=== Your objective ===
After locating the line with "mod websocket;", reproduce it and all following lines of the listing below exactly, stopping only at the final line.

=== Records shown ===
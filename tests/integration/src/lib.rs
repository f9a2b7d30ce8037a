//! Integration test utilities for resock
//!
//! This crate provides a mock WebSocket server and listener recorders for
//! end-to-end tests of the reconnecting client.

pub mod fixtures;
pub mod helpers;

pub use fixtures::*;
pub use helpers::*;
//! Transport boundary
//!
//! The state machine never touches a socket directly. It asks a [`Transport`]
//! to open a session and receives the session's lifecycle notifications
//! through an [`EventSink`] tagged with that session's id.

mod sink;
mod websocket;


pub use sink::EventSink;
pub use websocket::WebSocketTransport;

use resock_core::{Frame, SocketResult};
use url::Url;

/// Parameters for opening one transport session
#[derive(Debug, Clone, PartialEq, Eq)]
pub struct ConnectRequest {
    /// Validated `ws`/`wss` endpoint
    pub url: Url,
    /// Sub-protocols offered during the handshake, in preference order
    pub protocols: Vec<String>,
}

impl ConnectRequest {
    /// Create a request without sub-protocols
    pub fn new(url: Url) -> Self {
        Self {
            url,
            protocols: Vec::new(),
        }
    }

    /// Offer the given sub-protocols
    #[must_use]
    pub fn with_protocols(mut self, protocols: Vec<String>) -> Self {
        self.protocols = protocols;
        self
    }
}

/// Factory for transport sessions
///
/// `open` must return immediately. The session reports, through `sink`,
/// `Open` once usable, any number of `Message`/`Error`, and exactly one final
/// `Close`. A handshake that fails reports `Error` followed by `Close`.
pub trait Transport: Send + Sync + 'static {
    fn open(&self, request: ConnectRequest, sink: EventSink) -> Box<dyn TransportHandle>;
}

/// Handle to one live transport session
pub trait TransportHandle: Send {
    /// Queue a frame for sending; fails unless the session is open
    fn send(&self, frame: Frame) -> SocketResult<()>;

    /// Start closing the session
    ///
    /// The final `Close` notification still arrives through the sink.
    fn close(&self);
}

=== Output of the exercise ===
mod websocket;


pub use sink::EventSink;
pub use websocket::WebSocketTransport;

use resock_core::{Frame, SocketResult};
use url::Url;

/// Parameters for opening one transport session
#[derive(Debug, Clone, PartialEq, Eq)]
pub struct ConnectRequest {
    /// Validated `ws`/`wss` endpoint
    pub url: Url,
    /// Sub-protocols offered during the handshake, in preference order
    pub protocols: Vec<String>,
}

impl ConnectRequest {
    /// Create a request without sub-protocols
    pub fn new(url: Url) -> Self {
        Self {
            url,
            protocols: Vec::new(),
        }
    }

    /// Offer the given sub-protocols
    #[must_use]
    pub fn with_protocols(mut self, protocols: Vec<String>) -> Self {
        self.protocols = protocols;
        self
    }
}

/// Factory for transport sessions
///
/// `open` must return immediately. The session reports, through `sink`,
/// `Open` once usable, any number of `Message`/`Error`, and exactly one final
/// `Close`. A handshake that fails reports `Error` followed by `Close`.
pub trait Transport: Send + Sync + 'static {
    fn open(&self, request: ConnectRequest, sink: EventSink) -> Box<dyn TransportHandle>;
}

/// Handle to one live transport session
pub trait TransportHandle: Send {
    /// Queue a frame for sending; fails unless the session is open
    fn send(&self, frame: Frame) -> SocketResult<()>;

    /// Start closing the session
    ///
    /// The final `Close` notification still arrives through the sink.
    fn close(&self);
}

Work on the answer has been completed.